4.13. Entropy Maximization¶

Entropy maximization starts by treating \(x\) as a probability vector. Each entry \(x_i\) is the probability assigned to outcome \(i\), so the conditions \(x \ge 0\) and \(\mathbf{1}^\top x = 1\) force \(x\) to live on the probability simplex.

Among all probability vectors that satisfy the side information, we want the one with the largest Shannon entropy, meaning the least concentrated and most diffuse distribution.

\[\begin{split}\begin{array}{ll} \max\limits_x & -\sum_{i=1}^{n} x_i \log x_i \\ \text{s.t.} & A x = b, \\ & F x \le g, \\ & \mathbf{1}^\top x = 1, \\ & x \ge 0. \end{array}\end{split}\]

Here \(A x = b\) and \(F x \le g\) encode additional information we want the distribution to respect.

The API used in these examples is a minimization API, so the code will not write the objective with a leading minus sign. Instead, it minimizes \(\sum_i x_i \log x_i\), which is exactly the negative of the Shannon entropy. Minimizing negative entropy is the same as maximizing entropy.
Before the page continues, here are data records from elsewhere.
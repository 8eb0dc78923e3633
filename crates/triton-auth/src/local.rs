// ABOUTME: Signer backed by a private key held in this process.
// ABOUTME: Verifies the key against the expected fingerprint and self-tests before use.

use crate::error::{AuthError, Result};
use crate::fingerprint::{normalize_fingerprint, Fingerprint};
use crate::key::KeyMaterial;
use crate::signer::{
    signing_string, KeyId, RawSignature, RawSigner, Signer, SignerIdentity, SigningAlgorithm,
};
use base64::Engine;
use tracing::{debug, trace, warn};

/// Message signed once at construction to prove the key can sign.
const SELF_TEST_MESSAGE: &str = "triton-auth signing self-test";

/// Signs requests with an in-memory RSA or ECDSA private key.
///
/// The key is read-only after construction, so a single signer can be
/// shared across threads without locking.
#[derive(Debug)]
pub struct PrivateKeySigner {
    key: KeyMaterial,
    identity: SignerIdentity,
}

impl PrivateKeySigner {
    /// Build a signer from raw private key bytes.
    ///
    /// `key_fingerprint` may be in colon or compact MD5 form and must match
    /// the supplied key. An empty or missing `user` selects the account key.
    ///
    /// # Errors
    /// - `AuthError::KeyParse` if the key cannot be parsed
    /// - `AuthError::FingerprintMismatch` if the key is not the one named
    /// - `AuthError::SelfTestSign` if the key cannot produce a signature
    pub fn new(
        key_fingerprint: &str,
        private_key: &[u8],
        account: &str,
        user: Option<&str>,
    ) -> Result<Self> {
        let key = KeyMaterial::parse(private_key)?;
        Self::from_key_material(key_fingerprint, key, account, user)
    }

    /// Build a signer from already-parsed key material.
    ///
    /// # Errors
    /// As [`PrivateKeySigner::new`], minus parsing.
    pub fn from_key_material(
        key_fingerprint: &str,
        key: KeyMaterial,
        account: &str,
        user: Option<&str>,
    ) -> Result<Self> {
        let fingerprint = key.fingerprint();
        if !fingerprint.matches(key_fingerprint) {
            warn!(
                expected = %key_fingerprint,
                actual = %fingerprint,
                "private key does not match configured key id"
            );
            return Err(AuthError::FingerprintMismatch {
                expected: normalize_fingerprint(key_fingerprint),
                actual: fingerprint.compact(),
            });
        }

        let algorithm = key.signing_algorithm();
        key.sign_sha512(SELF_TEST_MESSAGE.as_bytes())
            .map_err(|e| AuthError::SelfTestSign(e.to_string()))?;

        debug!(
            fingerprint = %fingerprint,
            algorithm = %algorithm,
            account,
            "created private key signer"
        );

        Ok(Self {
            identity: SignerIdentity {
                key_id: KeyId::new(account, user, &fingerprint),
                algorithm,
            },
            key,
        })
    }

    /// Identity embedded in every signed request.
    pub fn identity(&self) -> &SignerIdentity {
        &self.identity
    }

    /// `keyId` sent in the `Authorization` header.
    pub fn key_id(&self) -> &KeyId {
        &self.identity.key_id
    }

    /// The key's fingerprint.
    pub fn fingerprint(&self) -> Fingerprint {
        self.key.fingerprint()
    }

    fn sign_base64(&self, data: &str) -> Result<String> {
        let signature = self.key.sign_sha512(data.as_bytes())?;
        trace!(algorithm = %self.identity.algorithm, len = signature.len(), "signed");
        Ok(base64::engine::general_purpose::STANDARD.encode(signature))
    }
}

impl Signer for PrivateKeySigner {
    fn sign(&self, date_header: &str) -> Result<String> {
        let signature = self.sign_base64(&signing_string(date_header))?;
        Ok(self.identity.authorization(&signature))
    }

    fn key_fingerprint(&self) -> &str {
        self.identity.key_id.fingerprint()
    }
}

impl RawSigner for PrivateKeySigner {
    fn sign_raw(&self, data: &str) -> Result<RawSignature> {
        Ok(RawSignature {
            signature: self.sign_base64(data)?,
            algorithm: self.identity.algorithm,
        })
    }

    fn default_algorithm(&self) -> SigningAlgorithm {
        self.identity.algorithm
    }
}
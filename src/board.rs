//! This module contains the board engine: the grid, the score, and the rules that move tiles.
//!
//! The engine knows nothing about terminals or keys. It takes a [`Direction`] and a source of
//! [`Randomness`], updates itself, and exposes read access for whatever draws it.

use std::fmt;

use crate::direction::Direction;
use crate::merge::merge_line;
use crate::rng::Randomness;

/// The side length of the board.
pub const SIZE: usize = 4;

/// The probability that a freshly spawned tile is a two rather than a four.
const TWO_PROBABILITY: f64 = 0.9;

/// The largest tile a 4x4 board can ever hold.
const MAX_TILE: Tile = 1 << 17;

/// A single cell's value; 0 marks an empty cell, anything else is a power of two.
pub type Tile = u32;

/// The board's cells, indexed as `grid[row][col]` with row 0 at the top.
pub type Grid = [[Tile; SIZE]; SIZE];

/// This struct holds the state of one game session: the grid of tiles and the running score.
#[derive(Debug, Clone, PartialEq, Eq)]
pub struct Board {
    /// The cells, row-major, row 0 at the top.
    grid: Grid,
    /// The sum of every tile produced by a merge so far.
    score: u32,
}

#[expect(
    clippy::indexing_slicing,
    reason = "Every index comes from Direction::cell or an enumerate over the grid, both bounded by SIZE."
)]
impl Board {
    /// This function starts a new session: an empty grid with a score of zero, seeded with the two
    /// opening tiles.
    pub fn new<R: Randomness + ?Sized>(rng: &mut R) -> Self {
        let mut board = Self {
            grid: [[0; SIZE]; SIZE],
            score: 0,
        };
        board.spawn(rng);
        board.spawn(rng);
        log::info!("new board with opening tiles {:?}", board.grid);
        board
    }

    /// This function builds a board from an explicit grid and a score of zero, without spawning
    /// anything. It is the way to set up a known position.
    ///
    /// # Errors
    ///
    /// Returns [`InvalidTileError`] for the first cell, in row-major order, that is neither empty
    /// nor a power of two between 2 and 2^17, the largest tile a 4x4 board can hold.
    pub fn from_grid(grid: Grid) -> Result<Self, InvalidTileError> {
        for (row, cells) in grid.iter().enumerate() {
            for (col, &value) in cells.iter().enumerate() {
                let valid = value == 0 || ((2..=MAX_TILE).contains(&value) && value.is_power_of_two());
                if !valid {
                    return Err(InvalidTileError { row, col, value });
                }
            }
        }

        Ok(Self { grid, score: 0 })
    }

    /// This function reads the whole grid.
    #[must_use]
    pub const fn grid(&self) -> &Grid {
        &self.grid
    }

    /// This function returns the score accumulated so far.
    #[must_use]
    pub const fn score(&self) -> u32 {
        self.score
    }

    /// This function reads a single cell, or returns `None` when the position is off the board.
    #[must_use]
    pub fn tile(&self, row: usize, col: usize) -> Option<Tile> {
        self.grid.get(row)?.get(col).copied()
    }

    /// This function returns the value of the largest tile on the board, or 0 on an empty board.
    #[must_use]
    pub fn max_tile(&self) -> Tile {
        self.grid.iter().flatten().copied().max().unwrap_or(0)
    }

    /// This function lists the empty cells as `(row, col)` pairs in row-major order.
    #[must_use]
    pub fn empty_cells(&self) -> Vec<(usize, usize)> {
        self.grid
            .iter()
            .enumerate()
            .flat_map(|(row, cells)| {
                cells
                    .iter()
                    .enumerate()
                    .filter(|&(_, &tile)| tile == 0)
                    .map(move |(col, _)| (row, col))
            })
            .collect()
    }

    /// This function tells whether some tile has reached the given value.
    #[must_use]
    pub fn reached(&self, target: Tile) -> bool {
        self.max_tile() >= target
    }

    /// This function plays one move.
    ///
    /// Every line parallel to `direction` is slid toward the edge it names, merging equal
    /// neighbours along the way. If any cell ended up with a different value, one new tile is
    /// spawned in a random empty cell and `true` is returned. Otherwise the board, score included,
    /// is left exactly as it was and `false` is returned.
    pub fn shift<R: Randomness + ?Sized>(&mut self, direction: Direction, rng: &mut R) -> bool {
        let before = self.score;
        let moved = self.slide(direction);

        if moved {
            log::debug!(
                "moved {direction}: score {before} -> {}, max tile {}",
                self.score,
                self.max_tile()
            );
            self.spawn(rng);
        } else {
            log::debug!("move {direction} changed nothing");
        }

        moved
    }

    /// This function tells whether the session is over: no empty cell is left and no two
    /// neighbouring cells, in either axis, hold the same value.
    ///
    /// It only looks at neighbours; it does not try the four moves.
    #[must_use]
    pub fn is_game_over(&self) -> bool {
        let full = self.grid.iter().flatten().all(|&tile| tile != 0);
        let row_pair = self
            .grid
            .iter()
            .any(|row| row.iter().zip(row.iter().skip(1)).any(|(left, right)| left == right));
        let col_pair = self
            .grid
            .iter()
            .zip(self.grid.iter().skip(1))
            .any(|(upper, lower)| upper.iter().zip(lower).any(|(above, below)| above == below));

        full && !row_pair && !col_pair
    }

    /// Slides and merges every line toward the edge `direction` names, without spawning. Returns
    /// whether any cell changed.
    fn slide(&mut self, direction: Direction) -> bool {
        let mut moved = false;

        for line in 0..SIZE {
            let tiles: Vec<Tile> = (0..SIZE)
                .map(|step| {
                    let (row, col) = direction.cell(line, step);
                    self.grid[row][col]
                })
                .collect();
            let (merged, gained) = merge_line(&tiles);
            self.score += gained;

            for step in 0..SIZE {
                let (row, col) = direction.cell(line, step);
                let value = merged.get(step).copied().unwrap_or(0);
                moved |= self.grid[row][col] != value;
                self.grid[row][col] = value;
            }
        }

        moved
    }

    /// Places a two (or, one time in ten, a four) in an empty cell picked uniformly at random. Does
    /// nothing on a full board.
    fn spawn<R: Randomness + ?Sized>(&mut self, rng: &mut R) {
        let empty = self.empty_cells();
        if empty.is_empty() {
            log::warn!("no empty cell left to spawn into");
            return;
        }

        let Some(&(row, col)) = empty.get(rng.choose(empty.len())) else {
            return;
        };
        let value = if rng.chance(TWO_PROBABILITY) { 2 } else { 4 };
        self.grid[row][col] = value;
        log::debug!("spawned {value} at ({row}, {col})");
    }
}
Step 1: Build a feasible probability model

We first create a random probability vector x0 and then use it to generate the right-hand sides b and g. That guarantees the optimization problem is feasible, because x0 itself already satisfies the constraints.

import numpy as np
import admm

np.random.seed(1)

n = 12
m = 3
p = 2
x0 = np.random.rand(n)
x0 = x0 / np.sum(x0)
A = np.random.randn(m, n)
b = A @ x0
F = np.random.randn(p, n)
g = F @ x0 + np.random.rand(p)

Step 2: Create the model and the probability variable

The decision variable is another length-n vector called x. It will be the probability distribution chosen by the solver.

model = admm.Model()
x = admm.Var("x", n)

Step 3: Write the entropy objective in minimization form

The Shannon entropy is \(H(x) = -\sum_i x_i \log x_i\). The symbolic function admm.entropy(x) gives the entrywise term \(x_i \log x_i\), so admm.sum(admm.entropy(x)) is \(\sum_i x_i \log x_i = -H(x)\). Minimizing that quantity is therefore the same as maximizing Shannon entropy.

model.setObjective(admm.sum(admm.entropy(x)))

Step 4: Add the affine side information and simplex constraints

The equality and inequality constraints encode the external information we want the distribution to satisfy. The last two constraints, admm.sum(x) == 1 and x >= 0, are what make x a probability vector.

model.addConstr(A @ x == b)
model.addConstr(F @ x <= g)
model.addConstr(admm.sum(x) == 1)
model.addConstr(x >= 0)

Step 5: Solve and inspect the result

After solving, model.ObjVal is the optimal value of the minimization form \(\sum_i x_i \log x_i\), while model.StatusString tells us whether the solver succeeded.

model.optimize()

print(" * model.ObjVal: ", model.ObjVal)        # Expected: -2.4722786823012264
print(" * model.StatusString: ", model.StatusString)  # Expected: SOLVE_OPT_SUCCESS

Complete runnable example:

import numpy as np
import admm

np.random.seed(1)

n = 12
m = 3
p = 2
x0 = np.random.rand(n)
x0 = x0 / np.sum(x0)
A = np.random.randn(m, n)
b = A @ x0
F = np.random.randn(p, n)
g = F @ x0 + np.random.rand(p)

model = admm.Model()
x = admm.Var("x", n)
model.setObjective(admm.sum(admm.entropy(x)))  # minimize sum(x*log(x)) = maximize Shannon entropy
model.addConstr(A @ x == b)
model.addConstr(F @ x <= g)
model.addConstr(admm.sum(x) == 1)
model.addConstr(x >= 0)
model.optimize()

print(" * model.ObjVal: ", model.ObjVal)        # Expected: -2.4722786823012264
print(" * model.StatusString: ", model.StatusString)  # Expected: SOLVE_OPT_SUCCESS

This example is available as a standalone script in the examples/ folder of the ADMM repository:

python examples/entropy_maximization.py

The solution is the maximum-entropy distribution on the simplex \(\{x \ge 0,\; \mathbf{1}^\top x = 1\}\) that satisfies the moment constraints \(Ax = b\) and \(Fx \le g\). ADMM handles admm.entropy() and the simplex projection natively.